Modern French interest in the Sultanate of Morocco began in the late 1700’s, as Moroccan pirates preyed on French shipping in the Mediterranean and Atlantic and seized French citizens as slaves. The Moroccans promised to exempt French ships from their attacks, and the French held off from bombarding Moroccan coastal cities.

After the 1831 French conquest of neighboring Algeria, the French became more interested in Morocco.
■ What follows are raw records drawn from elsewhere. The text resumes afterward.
use clap::{Parser, Subcommand};
use colored::Colorize;
use pisearch::{
    BatchEntry, CliOverrides, CorpusCache, FoundMatch, MatchReport, PiConfig, PiSearcher,
    Query, SearchError,
};
use std::{
    fs,
    num::NonZeroUsize,
    path::{Path, PathBuf},
};
use tracing_subscriber::EnvFilter;

type Result<T> = std::result::Result<T, SearchError>;

#[derive(Parser)]
#[command(author, version, about, long_about = None)]
struct Cli {
    #[command(subcommand)]
    command: Commands,

    /// Text file holding the digits of pi
    #[arg(long, global = true)]
    corpus: Option<PathBuf>,

    /// Configuration file (YAML)
    #[arg(long, global = true)]
    config: Option<PathBuf>,

    /// Number of digits shown before and after a match
    #[arg(short = 'C', long = "context", global = true)]
    context: Option<usize>,

    /// Print results as JSON
    #[arg(long, global = true)]
    json: bool,

    /// Number of threads to use for batch searches
    #[arg(short = 'j', long, global = true)]
    threads: Option<NonZeroUsize>,

    /// Log level (trace, debug, info, warn, error)
    #[arg(long, global = true)]
    log_level: Option<String>,
}

#[derive(Subcommand)]
enum Commands {
    /// Search for a birthday given as month, day and year
    Date {
        /// Month (1-12)
        month: u32,
        /// Day of the month (1-31)
        day: u32,
        /// Year (1-9999)
        year: u32,
    },

    /// Search for a name encoded as letter positions (A=1 ... Z=26)
    Name {
        /// Name to encode; words are joined with spaces
        #[arg(required = true, num_args = 1..)]
        name: Vec<String>,
    },

    /// Search for a free-form query such as 7/20/1991, 1991-07-20 or "Ada"
    Find {
        query: String,
    },

    /// Search every query in a file, one per line
    Batch {
        /// Input file; blank lines and lines starting with '#' are skipped
        file: PathBuf,
    },
}

#[tokio::main]
async fn main() -> Result<()> {
    run(Cli::parse()).await
}

async fn run(cli: Cli) -> Result<()> {
    let config = PiConfig::load_from(cli.config.as_deref())?.merge_with_cli(CliOverrides {
        corpus_path: cli.corpus,
        context_radius: cli.context,
        thread_count: cli.threads,
        log_level: cli.log_level,
    });
    init_logging(&config.log_level);

    let searcher = PiSearcher::from_config(&config).with_cache(CorpusCache::global());

    match cli.command {
        Commands::Date { month, day, year } => {
            let result = searcher.search_date(month, day, year).await?;
            let report = searcher.report(result).await?;
            print_report(&report, cli.json)
        }
        Commands::Name { name } => {
            let result = searcher.search_name(&name.join(" ")).await?;
            let report = searcher.report(result).await?;
            print_report(&report, cli.json)
        }
        Commands::Find { query } => {
            let query = Query::parse(&query)?;
            let result = searcher.search_query(&query).await?;
            let report = searcher.report(result).await?;
            print_report(&report, cli.json)
        }
        Commands::Batch { file } => {
            let inputs = read_batch_file(&file)?;
            let entries = searcher.search_batch(&inputs).await?;
            print_batch(&entries, cli.json)
        }
    }?;

    searcher.metrics().log_stats();
    Ok(())
}

fn init_logging(level: &str) {
    let filter = EnvFilter::try_from_default_env().unwrap_or_else(|_| EnvFilter::new(level));
    let _ = tracing_subscriber::fmt()
        .with_env_filter(filter)
        .with_writer(std::io::stderr)
        .try_init();
}

fn read_batch_file(path: &Path) -> Result<Vec<String>> {
    let text = fs::read_to_string(path)?;
    Ok(text
        .lines()
        .map(str::trim)
        .filter(|line| !line.is_empty() && !line.starts_with('#'))
        .map(String::from)
        .collect())
}

fn print_report(report: &MatchReport, json: bool) -> Result<()> {
    if json {
        println!("{}", serde_json::to_string_pretty(report)?);
        return Ok(());
    }

    match report {
        MatchReport::Found(found) => print_found(found),
        MatchReport::NotFound { tried } => print_not_found(tried),
    }
    Ok(())
}

fn print_found(found: &FoundMatch) {
    println!("{}", "Found!".green().bold());
    println!(
        "The string {} appears at position {} (1-indexed) in the first {} digits of pi.",
        found.candidate.bold(),
        group_thousands(found.display_position()).bold(),
        group_thousands(found.decimal_digits())
    );
    println!("About {}% through the digits", found.percentage_label());
    println!(
        "...{}{}{}...",
        found.context.before.dimmed(),
        found.context.matched.yellow().bold(),
        found.context.after.dimmed()
    );
    if found.tried.len() > 1 {
        println!(
            "Matched using: {} (tried {})",
            found.candidate,
            found.tried.join(", ")
        );
    }
}

fn print_not_found(tried: &[String]) {
    println!("{}", "Not found".red().bold());
    let listed = if tried.is_empty() {
        "-".to_string()
    } else {
        tried.join(", ")
    };
    println!("None of the searched strings ({listed}) appear in the digits.");
    println!("Longer dates are less likely to appear; try a different format.");
}

fn print_batch(entries: &[BatchEntry], json: bool) -> Result<()> {
    if json {
        let values: Vec<serde_json::Value> = entries
            .iter()
            .map(|entry| match &entry.outcome {
                Ok(report) => serde_json::json!({ "input": entry.input, "result": report }),
                Err(e) => serde_json::json!({ "input": entry.input, "error": e.to_string() }),
            })
            .collect();
        println!("{}", serde_json::to_string_pretty(&values)?);
        return Ok(());
    }

    let mut found = 0;
    for entry in entries {
        match &entry.outcome {
            Ok(MatchReport::Found(m)) => {
                found += 1;
                println!(
                    "{}: {} at position {} ({}%)",
                    entry.input.blue(),
                    m.candidate.green(),
                    group_thousands(m.display_position()),
                    m.percentage_label()
                );
            }
            Ok(MatchReport::NotFound { tried }) => {
                println!(
                    "{}: {} (tried {})",
                    entry.input.blue(),
                    "not found".red(),
                    tried.join(", ")
                );
            }
            Err(e) => println!("{}: {}", entry.input.blue(), e.to_string().red()),
        }
    }
    println!("\nFound {} of {} queries", found, entries.len());
    Ok(())
}

/// `1000000` -> `1,000,000`
fn group_thousands(n: usize) -> String {
    let digits = n.to_string();
    let mut out = String::with_capacity(digits.len() + digits.len() / 3);
    for (i, c) in digits.chars().enumerate() {
        if i > 0 && (digits.len() - i) % 3 == 0 {
            out.push(',');
        }
        out.push(c);
    }
    out
}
Moroccan support for Algerian resistance fighters led to French retaliation in 1844, what became known as the First Franco-Moroccan War. The French bombarded Moroccan ports, defeated a Moroccan army in a field battle, and imposed a peace on the Sultan that recognized French rule over Algeria and ended support for the Algerian resistance. The Moroccans undertook an unsuccessful offensive against the Algerians, and dispatched assassins who failed to kill the Algerian leader, Abd-el Kadr.

With their border secure, the French then more or less ignored Morocco for the next several decades. When European powers began slicing up the map of Africa in the 1870’s and 1880’s, France made Morocco part of its sphere of influence, in cooperation with Spain. A series of international agreements steadily weakened Moroccan sovereignty, and in 1900 French troops stationed in Algeria began a stealthily pushing the Algerian-Moroccan border westwards. In 1901 they took at oasis of Tuat, a series of settlements deep in the Sahara that the Moroccan sultans claimed but had never effectively controlled.

This time the people noticed, and street protests broke out against Sultan Abdelaziz. Ongoing unrest not only weakened the sultan’s government, but provided the desired pretext for outside intervention. In 1904, France and Britain signed a quasi-alliance known as the Entente Cordiale, which among other things recognized a French sphere of influence over Morocco. Along the Algerian border, French troops again pressed their operations into Moroccan territory, supposedly in reaction to the murder of an Algerian merchant in Morocco. To help quell the unrest they had started, the French offered the Sultan military advisors or even troops.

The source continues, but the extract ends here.